Prof McLuhan anticipated the freedom of information and action the Web would bestow on the ordinary member of the public. Still, he didn’t foresee the ubiquitous cellphone in every pocket, and the apexing and convergence of various abilities on this platform of great portability. In the relatively simple 1960s and 1970s, technologically if not culturally speaking, people were exploring sexual freedom with the advent of the contraceptive pill — minus the scourge of HIV and AIDS. They were also much troubled by the Vietnam War in a time when Left-liberalism, even socialism, in certain quarters was thought to be fashionable.
In this setting, Prof McLuhan’s message seemed both avant garde and psychedelic, rather than dazzlingly prescient. But then, given the mindset of the times, a lot of pronouncements did, such as Harvard psychology professor Timothy Leary’s exhortation to “Turn on, tune in, drop out”. This was not, we are now told, a call to use drugs, particularly LSD, and do nothing, as was popularly supposed; but a fairly cerebral call to look within. But then, till recently, we were still in the era of managing perception to reflect the reality we wanted to project.
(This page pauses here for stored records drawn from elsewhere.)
use anyhow::Result;
use std::sync::Arc;
use std::time::Duration;
use tracing::Instrument;

mod cli;
mod jobs;
mod metrics;
mod scheduler;

const WAL_CHECKPOINT_INTERVAL: Duration = Duration::from_secs(15 * 60);
const SQLITE_STATS_INTERVAL: Duration = Duration::from_secs(60);

#[tokio::main]
async fn main() -> Result<()> {
    let config = common::config::Config::load()?;

    let (dispatch, _otel_guard) =
        common::observability::build_dispatch("evaluator", &config.general.log_level);
    tracing::dispatcher::set_global_default(dispatch).map_err(anyhow::Error::msg)?;

    if let Some(parent) = std::path::Path::new(&config.database.path).parent() {
        std::fs::create_dir_all(parent)?;
    }

    let cmd = cli::parse_args(std::env::args()).map_err(anyhow::Error::msg)?;
    let db = common::db::AsyncDb::open(&config.database.path).await?;

    if cmd != cli::Command::Run {
        return cli::run_command(&db, &config, cmd).await;
    }

    tracing::info!("trusttrade evaluator starting");

    metrics::install_prometheus(config.observability.prometheus_port)?;
    metrics::describe();

    let cfg = Arc::new(config);
    let holdings = Arc::new(common::holdings::SqliteHoldingsRepository::new(db.clone()));

    let (recheck_tx, mut recheck_rx) = tokio::sync::mpsc::channel::<()>(8);
    let (wal_checkpoint_tx, mut wal_checkpoint_rx) = tokio::sync::mpsc::channel::<()>(8);
    let (sqlite_stats_tx, mut sqlite_stats_rx) = tokio::sync::mpsc::channel::<()>(8);

    let mut scheduler_jobs = vec![
        scheduler::JobSpec {
            name: "wal_checkpoint".to_string(),
            interval: WAL_CHECKPOINT_INTERVAL,
            tick: wal_checkpoint_tx,
            run_immediately: false,
        },
        scheduler::JobSpec {
            name: "sqlite_stats".to_string(),
            interval: SQLITE_STATS_INTERVAL,
            tick: sqlite_stats_tx,
            run_immediately: true,
        },
    ];
    if cfg.verification.recheck_enabled {
        scheduler_jobs.push(scheduler::JobSpec {
            name: "verification_recheck".to_string(),
            interval: Duration::from_secs(cfg.verification.recheck_interval_secs),
            tick: recheck_tx,
            run_immediately: true,
        });
    } else {
        tracing::info!("verification re-check disabled");
        drop(recheck_tx);
    }

    // Workers first, so ticks sent at startup are received.
    tokio::spawn({
        let db = db.clone();
        let holdings = holdings.clone();
        async move {
            while recheck_rx.recv().await.is_some() {
                let span = tracing::info_span!("job_run", job = "verification_recheck");
                match jobs::run_verification_recheck_once(&db, holdings.as_ref())
                    .instrument(span)
                    .await
                {
                    Ok(s) => tracing::info!(
                        checked = s.checked,
                        changed = s.changed,
                        failed = s.failed,
                        "verification_recheck done"
                    ),
                    Err(e) => tracing::error!(error = %e, "verification_recheck failed"),
                }
            }
        }
    });

    tokio::spawn({
        let db = db.clone();
        async move {
            while wal_checkpoint_rx.recv().await.is_some() {
                let span = tracing::info_span!("job_run", job = "wal_checkpoint");
                if let Err(e) = jobs::run_wal_checkpoint_once(&db).instrument(span).await {
                    tracing::error!(error = %e, "wal_checkpoint failed");
                }
            }
        }
    });

    tokio::spawn({
        let db = db.clone();
        let db_path = cfg.database.path.clone();
        async move {
            while sqlite_stats_rx.recv().await.is_some() {
                let span = tracing::info_span!("job_run", job = "sqlite_stats");
                if let Err(e) = jobs::run_sqlite_stats_once(&db, &db_path)
                    .instrument(span)
                    .await
                {
                    tracing::error!(error = %e, "sqlite_stats failed");
                }
            }
        }
    });

    let _scheduler_handles = scheduler::start(scheduler_jobs);
    tracing::info!(
        recheck_interval_secs = cfg.verification.recheck_interval_secs,
        "scheduler started"
    );

    tokio::signal::ctrl_c().await?;
    tracing::info!("shutting down (force exit in 5s)");

    tokio::spawn(async {
        tokio::time::sleep(Duration::from_secs(5)).await;
        tracing::warn!("force exit after timeout");
        std::process::exit(0);
    });

    Ok(())
}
Hence, in his 1983 autobiography Flashbacks, Prof Leary explained, though some would accuse the LSD-using professor of revisionism, that “Turn on meant go within to activate your neural and genetic equipment. Become sensitive... Tune in meant interact harmoniously with the world around you... Drop out meant self-reliance, a discovery of one’s singularity, a commitment to mobility, choice, and change.” This high-minded apologia could almost be a prescription for the awakened ‘civil society’ of today, not willing to stomach corruption meekly anymore, instead of a seemingly misinterpreted hippie battle cry from the Seventies.
Prof Leary even reworked his famous slogan for the personal computer era in the decade before he died in 1996. He now said, “Turn on, Boot up, Jack in” — and presumably contribute to the cyberdelic counter-culture that cannot be controlled by the state. If indeed Prof Leary was suggesting a cultural revolution via the Internet, isn’t it a little of what is happening in Indian ‘civil society’, albeit vanguarded by conventional media? Murmurs about the Emergency have not surfaced without possibility.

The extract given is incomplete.